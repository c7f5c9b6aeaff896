use serde::Serialize;
use utoipa::ToSchema;

#[derive(Debug, Serialize, ToSchema, Clone)]
pub struct Meta {
    pub page: Option<i64>,
    pub per_page: Option<i64>,
    pub total: Option<i64>,
}

impl Meta {
    pub fn new(page: i64, per_page: i64, total: i64) -> Self {
        Self {
            page: Some(page),
            per_page: Some(per_page),
            total: Some(total),
        }
    }

    pub fn empty() -> Self {
        Self {
            page: None,
            per_page: None,
            total: None,
        }
    }
}

#[derive(Debug, Serialize, ToSchema)]
pub struct ApiResponse<T> {
    pub message: String,
    pub data: Option<T>,
    pub meta: Option<Meta>,
}

impl<T: Serialize> ApiResponse<T> {
    pub fn success(message: impl Into<String>, data: T, meta: Option<Meta>) -> Self {
        Self {
            message: message.into(),
            data: Some(data),
            meta,
        }
    }
}

impl ApiResponse<serde_json::Value> {
    /// Acknowledgement with an empty object payload.
    pub fn ack(message: impl Into<String>) -> Self {
        Self::success(message, serde_json::json!({}), Some(Meta::empty()))
    }
}
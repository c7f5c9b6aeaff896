use argon2::{
    Argon2, PasswordHasher,
    password_hash::{PasswordHash, PasswordVerifier, SaltString},
};
use chrono::{Duration, Utc};
use jsonwebtoken::{EncodingKey, Header, encode};
use password_hash::rand_core::OsRng;
use sea_orm::{ActiveModelTrait, ColumnTrait, EntityTrait, QueryFilter, Set};
use uuid::Uuid;

use crate::{
    audit,
    config::normalize_email,
    dto::auth::{Claims, SignInRequest, SignInResponse, SignUpRequest},
    entity::users::{self, Entity as Users},
    error::{AppError, AppResult},
    models::{ROLE_USER, User},
    response::{ApiResponse, Meta},
    state::AppState,
};

pub async fn sign_up(state: &AppState, payload: SignUpRequest) -> AppResult<ApiResponse<User>> {
    let SignUpRequest {
        name,
        email,
        password,
        password_check,
    } = payload;
    let name = name.trim().to_string();
    let email = normalize_email(&email);

    if name.is_empty() || email.is_empty() || password.is_empty() {
        return Err(AppError::BadRequest(
            "Name, email and password are required!".into(),
        ));
    }
    if password != password_check {
        return Err(AppError::BadRequest("Passwords do not match!".into()));
    }

    let exist = Users::find()
        .filter(users::Column::Email.eq(email.as_str()))
        .one(&state.orm)
        .await?;
    if exist.is_some() {
        return Err(AppError::Conflict("Email already exists!".into()));
    }

    let password_hash = hash_password(&password)?;
    let now = Utc::now();
    let user = users::ActiveModel {
        id: Set(Uuid::new_v4()),
        name: Set(name),
        email: Set(email),
        password_hash: Set(password_hash),
        role: Set(ROLE_USER.to_string()),
        image: Set(None),
        created_at: Set(now.into()),
        updated_at: Set(now.into()),
    }
    .insert(&state.orm)
    .await?;

    tracing::info!(user_id = %user.id, "user signed up");
    audit::record(
        state,
        Some(user.id),
        "user_signup",
        "users",
        serde_json::json!({ "user_id": user.id }),
    )
    .await;

    Ok(ApiResponse::success(
        "Account created",
        User::from(user),
        Some(Meta::empty()),
    ))
}

pub async fn sign_in(
    state: &AppState,
    payload: SignInRequest,
) -> AppResult<ApiResponse<SignInResponse>> {
    let SignInRequest { email, password } = payload;
    let invalid = || AppError::Unauthorized("Incorrect email or password!".into());

    let user = Users::find()
        .filter(users::Column::Email.eq(normalize_email(&email)))
        .one(&state.orm)
        .await?
        .ok_or_else(invalid)?;

    let parsed_hash = PasswordHash::new(&user.password_hash)
        .map_err(|_| AppError::Internal(anyhow::anyhow!("Invalid password hash")))?;
    if Argon2::default()
        .verify_password(password.as_bytes(), &parsed_hash)
        .is_err()
    {
        return Err(invalid());
    }

    let token = issue_token(state, &user)?;

    tracing::info!(user_id = %user.id, "user signed in");
    audit::record(
        state,
        Some(user.id),
        "user_signin",
        "users",
        serde_json::json!({ "user_id": user.id }),
    )
    .await;

    Ok(ApiResponse::success(
        "Signed in",
        SignInResponse {
            token,
            user: User::from(user),
        },
        Some(Meta::empty()),
    ))
}

pub fn hash_password(password: &str) -> AppResult<String> {
    let salt = SaltString::generate(&mut OsRng);
    let hash = Argon2::default()
        .hash_password(password.as_bytes(), &salt)
        .map_err(|e| AppError::Internal(anyhow::anyhow!(e.to_string())))?
        .to_string();
    Ok(hash)
}

fn issue_token(state: &AppState, user: &users::Model) -> AppResult<String> {
    let expiration = Duration::try_hours(state.config.token_ttl_hours)
        .and_then(|ttl| Utc::now().checked_add_signed(ttl))
        .ok_or_else(|| AppError::Internal(anyhow::anyhow!("Failed to set expiration")))?;

    let claims = Claims {
        sub: user.id.to_string(),
        role: user.role.clone(),
        exp: expiration.timestamp() as usize,
    };

    encode(
        &Header::default(),
        &claims,
        &EncodingKey::from_secret(state.config.jwt_secret.as_bytes()),
    )
    .map_err(|e| AppError::Internal(anyhow::anyhow!(e.to_string())))
}
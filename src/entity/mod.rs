pub mod audit_logs;
pub mod comments;
pub mod favorites;
pub mod followships;
pub mod likes;
pub mod restaurants;
pub mod users;

pub use audit_logs::Entity as AuditLogs;
pub use comments::Entity as Comments;
pub use favorites::Entity as Favorites;
pub use followships::Entity as Followships;
pub use likes::Entity as Likes;
pub use restaurants::Entity as Restaurants;
pub use users::Entity as Users;
mod common;

use axum::body::Bytes;
use restaurant_forum::{
    dto::{
        auth::{SignInRequest, SignUpRequest},
        comments::PostCommentRequest,
        users::UpdateUserRequest,
    },
    error::AppError,
    routes::params::Pagination,
    services::{
        auth_service, comment_service, favorite_service, follow_service, like_service,
        restaurant_service, user_service,
    },
    upload::ImageUpload,
};
use uuid::Uuid;

use common::{create_admin, create_member, create_restaurant, setup_state, unique_email};

#[tokio::test]
async fn signup_validates_and_signin_issues_token() -> anyhow::Result<()> {
    let Some(state) = setup_state().await? else {
        return Ok(());
    };
    let email = unique_email("signup");

    let err = auth_service::sign_up(
        &state,
        SignUpRequest {
            name: "Amy".into(),
            email: email.clone(),
            password: "12345678".into(),
            password_check: "87654321".into(),
        },
    )
    .await
    .unwrap_err();
    assert_eq!(err.to_string(), "Passwords do not match!");

    let created = auth_service::sign_up(
        &state,
        SignUpRequest {
            name: "Amy".into(),
            email: email.clone(),
            password: "12345678".into(),
            password_check: "12345678".into(),
        },
    )
    .await?
    .data
    .expect("user data");
    assert_eq!(created.role, "user");

    let err = auth_service::sign_up(
        &state,
        SignUpRequest {
            name: "Amy again".into(),
            email: email.to_uppercase(),
            password: "12345678".into(),
            password_check: "12345678".into(),
        },
    )
    .await
    .unwrap_err();
    assert!(matches!(err, AppError::Conflict(_)));
    assert_eq!(err.to_string(), "Email already exists!");

    let signed_in = auth_service::sign_in(
        &state,
        SignInRequest {
            email: email.clone(),
            password: "12345678".into(),
        },
    )
    .await?
    .data
    .expect("sign in data");
    assert_eq!(signed_in.user.id, created.id);
    assert!(!signed_in.token.is_empty());

    let err = auth_service::sign_in(
        &state,
        SignInRequest {
            email,
            password: "wrong-password".into(),
        },
    )
    .await
    .unwrap_err();
    assert!(matches!(err, AppError::Unauthorized(_)));

    Ok(())
}

#[tokio::test]
async fn favoriting_twice_fails_and_removal_requires_a_favorite() -> anyhow::Result<()> {
    let Some(state) = setup_state().await? else {
        return Ok(());
    };
    let admin = create_admin(&state).await?;
    let user = create_member(&state, "fav").await?;
    let restaurant = create_restaurant(&state, &admin, "Favorite Diner").await?;

    favorite_service::add_favorite(&state, &user, restaurant.id).await?;
    let err = favorite_service::add_favorite(&state, &user, restaurant.id)
        .await
        .unwrap_err();
    assert_eq!(err.to_string(), "You have favorited this restaurant!");

    let err = favorite_service::add_favorite(&state, &user, Uuid::new_v4())
        .await
        .unwrap_err();
    assert_eq!(err.to_string(), "Restaurant didn't exist!");

    favorite_service::remove_favorite(&state, &user, restaurant.id).await?;
    let err = favorite_service::remove_favorite(&state, &user, restaurant.id)
        .await
        .unwrap_err();
    assert!(matches!(err, AppError::NotFound(_)));
    assert_eq!(err.to_string(), "You haven't favorited this restaurant!");

    Ok(())
}

#[tokio::test]
async fn liking_follows_the_same_rules() -> anyhow::Result<()> {
    let Some(state) = setup_state().await? else {
        return Ok(());
    };
    let admin = create_admin(&state).await?;
    let user = create_member(&state, "like").await?;
    let restaurant = create_restaurant(&state, &admin, "Like Bistro").await?;

    let like = like_service::add_like(&state, &user, restaurant.id)
        .await?
        .data
        .expect("like data");
    assert_eq!(like.user_id, user.user_id);

    let err = like_service::add_like(&state, &user, restaurant.id)
        .await
        .unwrap_err();
    assert_eq!(err.to_string(), "You have liked this restaurant!");

    let detail = restaurant_service::get_restaurant(&state, &user, restaurant.id)
        .await?
        .data
        .expect("detail");
    assert!(detail.is_liked);
    assert!(!detail.is_favorited);
    assert_eq!(detail.like_count, 1);

    like_service::remove_like(&state, &user, restaurant.id).await?;
    let err = like_service::remove_like(&state, &user, restaurant.id)
        .await
        .unwrap_err();
    assert_eq!(err.to_string(), "You haven't liked this restaurant!");

    Ok(())
}

#[tokio::test]
async fn following_rules() -> anyhow::Result<()> {
    let Some(state) = setup_state().await? else {
        return Ok(());
    };
    let alice = create_member(&state, "alice").await?;
    let bob = create_member(&state, "bob").await?;

    let err = follow_service::add_following(&state, &alice, alice.user_id)
        .await
        .unwrap_err();
    assert_eq!(err.to_string(), "You can't follow yourself!");

    let err = follow_service::add_following(&state, &alice, Uuid::new_v4())
        .await
        .unwrap_err();
    assert_eq!(err.to_string(), "User didn't exist!");

    follow_service::add_following(&state, &alice, bob.user_id).await?;
    let err = follow_service::add_following(&state, &alice, bob.user_id)
        .await
        .unwrap_err();
    assert_eq!(err.to_string(), "You are already following this user!");

    // Follow edges are directed.
    let err = follow_service::remove_following(&state, &bob, alice.user_id)
        .await
        .unwrap_err();
    assert_eq!(err.to_string(), "You haven't followed this user!");

    follow_service::remove_following(&state, &alice, bob.user_id).await?;
    Ok(())
}

#[tokio::test]
async fn profile_collects_relations_and_rejects_unknown_users() -> anyhow::Result<()> {
    let Some(state) = setup_state().await? else {
        return Ok(());
    };
    let err = user_service::get_user(&state, Uuid::new_v4())
        .await
        .unwrap_err();
    assert!(matches!(err, AppError::NotFound(_)));

    let admin = create_admin(&state).await?;
    let carol = create_member(&state, "carol").await?;
    let dave = create_member(&state, "dave").await?;
    let noodles = create_restaurant(&state, &admin, "Noodle House").await?;
    let tea = create_restaurant(&state, &admin, "Tea Stand").await?;

    favorite_service::add_favorite(&state, &carol, tea.id).await?;
    follow_service::add_following(&state, &carol, dave.user_id).await?;
    follow_service::add_following(&state, &dave, carol.user_id).await?;
    for text in ["Great broth", "Came back again"] {
        comment_service::post_comment(
            &state,
            &carol,
            PostCommentRequest {
                restaurant_id: noodles.id,
                text: text.into(),
            },
        )
        .await?;
    }

    let profile = user_service::get_user(&state, carol.user_id)
        .await?
        .data
        .expect("profile");
    assert_eq!(profile.user.id, carol.user_id);
    assert_eq!(profile.favorited_restaurants.len(), 1);
    assert_eq!(profile.favorited_restaurants[0].id, tea.id);
    assert_eq!(profile.followings.len(), 1);
    assert_eq!(profile.followings[0].id, dave.user_id);
    assert_eq!(profile.followers.len(), 1);
    assert_eq!(profile.followers[0].id, dave.user_id);
    assert_eq!(profile.commented_restaurants.len(), 1);
    assert_eq!(profile.commented_restaurants[0].id, noodles.id);

    Ok(())
}

#[tokio::test]
async fn top_users_are_ranked_by_follower_count() -> anyhow::Result<()> {
    let Some(state) = setup_state().await? else {
        return Ok(());
    };
    let star = create_member(&state, "star").await?;
    let rising = create_member(&state, "rising").await?;
    let fans = [
        create_member(&state, "fan1").await?,
        create_member(&state, "fan2").await?,
        create_member(&state, "fan3").await?,
    ];

    for fan in &fans {
        follow_service::add_following(&state, fan, star.user_id).await?;
    }
    follow_service::add_following(&state, &fans[0], rising.user_id).await?;

    let board = user_service::get_top_users(&state, &fans[0])
        .await?
        .data
        .expect("top users");
    assert_eq!(board.current_user_id, fans[0].user_id);

    let position = |id: Uuid| board.items.iter().position(|u| u.id == id).expect("listed");
    let star_entry = &board.items[position(star.user_id)];
    let rising_entry = &board.items[position(rising.user_id)];
    assert_eq!(star_entry.follower_count, 3);
    assert_eq!(rising_entry.follower_count, 1);
    assert!(position(star.user_id) < position(rising.user_id));
    assert!(star_entry.is_followed);
    assert!(rising_entry.is_followed);
    assert!(!board.items[position(fans[1].user_id)].is_followed);

    let counts: Vec<i64> = board.items.iter().map(|u| u.follower_count).collect();
    assert!(counts.windows(2).all(|w| w[0] >= w[1]));

    Ok(())
}

#[tokio::test]
async fn users_edit_only_their_own_profile() -> anyhow::Result<()> {
    let Some(state) = setup_state().await? else {
        return Ok(());
    };
    let erin = create_member(&state, "erin").await?;
    let frank = create_member(&state, "frank").await?;

    let err = user_service::put_user(
        &state,
        &erin,
        erin.user_id,
        UpdateUserRequest {
            name: "  ".into(),
            image: None,
        },
    )
    .await
    .unwrap_err();
    assert_eq!(err.to_string(), "User name is required!");

    let err = user_service::edit_user(&state, &frank, erin.user_id)
        .await
        .unwrap_err();
    assert!(matches!(err, AppError::Forbidden));

    let updated = user_service::put_user(
        &state,
        &erin,
        erin.user_id,
        UpdateUserRequest {
            name: "Erin Chen".into(),
            image: Some(ImageUpload {
                file_name: Some("avatar.png".into()),
                content_type: Some("image/png".into()),
                bytes: Bytes::from_static(b"\x89PNG"),
            }),
        },
    )
    .await?
    .data
    .expect("user");
    assert_eq!(updated.name, "Erin Chen");
    let image = updated.image.clone().expect("image path");
    assert!(image.starts_with("/upload/"));

    // Without a new upload the old image stays.
    let renamed = user_service::put_user(
        &state,
        &erin,
        erin.user_id,
        UpdateUserRequest {
            name: "Erin".into(),
            image: None,
        },
    )
    .await?
    .data
    .expect("user");
    assert_eq!(renamed.image.as_deref(), Some(image.as_str()));

    tokio::fs::remove_dir_all(common::upload_dir(&state)).await.ok();
    Ok(())
}

#[tokio::test]
async fn restaurant_listing_marks_favorites_and_comments() -> anyhow::Result<()> {
    let Some(state) = setup_state().await? else {
        return Ok(());
    };
    let admin = create_admin(&state).await?;
    let user = create_member(&state, "browser").await?;
    let restaurant = create_restaurant(&state, &admin, "Corner Cafe").await?;
    favorite_service::add_favorite(&state, &user, restaurant.id).await?;

    let err = comment_service::post_comment(
        &state,
        &user,
        PostCommentRequest {
            restaurant_id: restaurant.id,
            text: "   ".into(),
        },
    )
    .await
    .unwrap_err();
    assert_eq!(err.to_string(), "Comment text is required!");

    comment_service::post_comment(
        &state,
        &user,
        PostCommentRequest {
            restaurant_id: restaurant.id,
            text: "Lovely latte".into(),
        },
    )
    .await?;

    // Newest first, so the restaurant just created is on the first page.
    let pagination = Pagination {
        page: Some(1),
        per_page: Some(100),
    };
    let list = restaurant_service::list_restaurants(&state, &user, pagination)
        .await?
        .data
        .expect("list");
    let summary = list
        .items
        .iter()
        .find(|r| r.restaurant.id == restaurant.id)
        .expect("listed");
    assert!(summary.is_favorited);
    assert!(!summary.is_liked);

    let detail = restaurant_service::get_restaurant(&state, &user, restaurant.id)
        .await?
        .data
        .expect("detail");
    assert_eq!(detail.favorite_count, 1);
    assert_eq!(detail.comments.len(), 1);
    assert_eq!(detail.comments[0].comment.text, "Lovely latte");
    assert_eq!(
        detail.comments[0].user.as_ref().map(|u| u.id),
        Some(user.user_id)
    );

    let err = restaurant_service::get_restaurant(&state, &user, Uuid::new_v4())
        .await
        .unwrap_err();
    assert_eq!(err.to_string(), "Restaurant didn't exist!");

    Ok(())
}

-*-

** Assigned task **
Only the lines from the start of the material through the line containing "use password_hash::rand_core::OsRng;" should be repeated, and they should be repeated exactly.

** The completed task **
repository c7f5c9b6aeaff896
use serde::Serialize;
use utoipa::ToSchema;

#[derive(Debug, Serialize, ToSchema, Clone)]
pub struct Meta {
    pub page: Option<i64>,
    pub per_page: Option<i64>,
    pub total: Option<i64>,
}

impl Meta {
    pub fn new(page: i64, per_page: i64, total: i64) -> Self {
        Self {
            page: Some(page),
            per_page: Some(per_page),
            total: Some(total),
        }
    }

    pub fn empty() -> Self {
        Self {
            page: None,
            per_page: None,
            total: None,
        }
    }
}

#[derive(Debug, Serialize, ToSchema)]
pub struct ApiResponse<T> {
    pub message: String,
    pub data: Option<T>,
    pub meta: Option<Meta>,
}

impl<T: Serialize> ApiResponse<T> {
    pub fn success(message: impl Into<String>, data: T, meta: Option<Meta>) -> Self {
        Self {
            message: message.into(),
            data: Some(data),
            meta,
        }
    }
}

impl ApiResponse<serde_json::Value> {
    /// Acknowledgement with an empty object payload.
    pub fn ack(message: impl Into<String>) -> Self {
        Self::success(message, serde_json::json!({}), Some(Meta::empty()))
    }
}
repository c7f5c9b6aeaff896
use argon2::{
    Argon2, PasswordHasher,
    password_hash::{PasswordHash, PasswordVerifier, SaltString},
};
use chrono::{Duration, Utc};
use jsonwebtoken::{EncodingKey, Header, encode};
use password_hash::rand_core::OsRng;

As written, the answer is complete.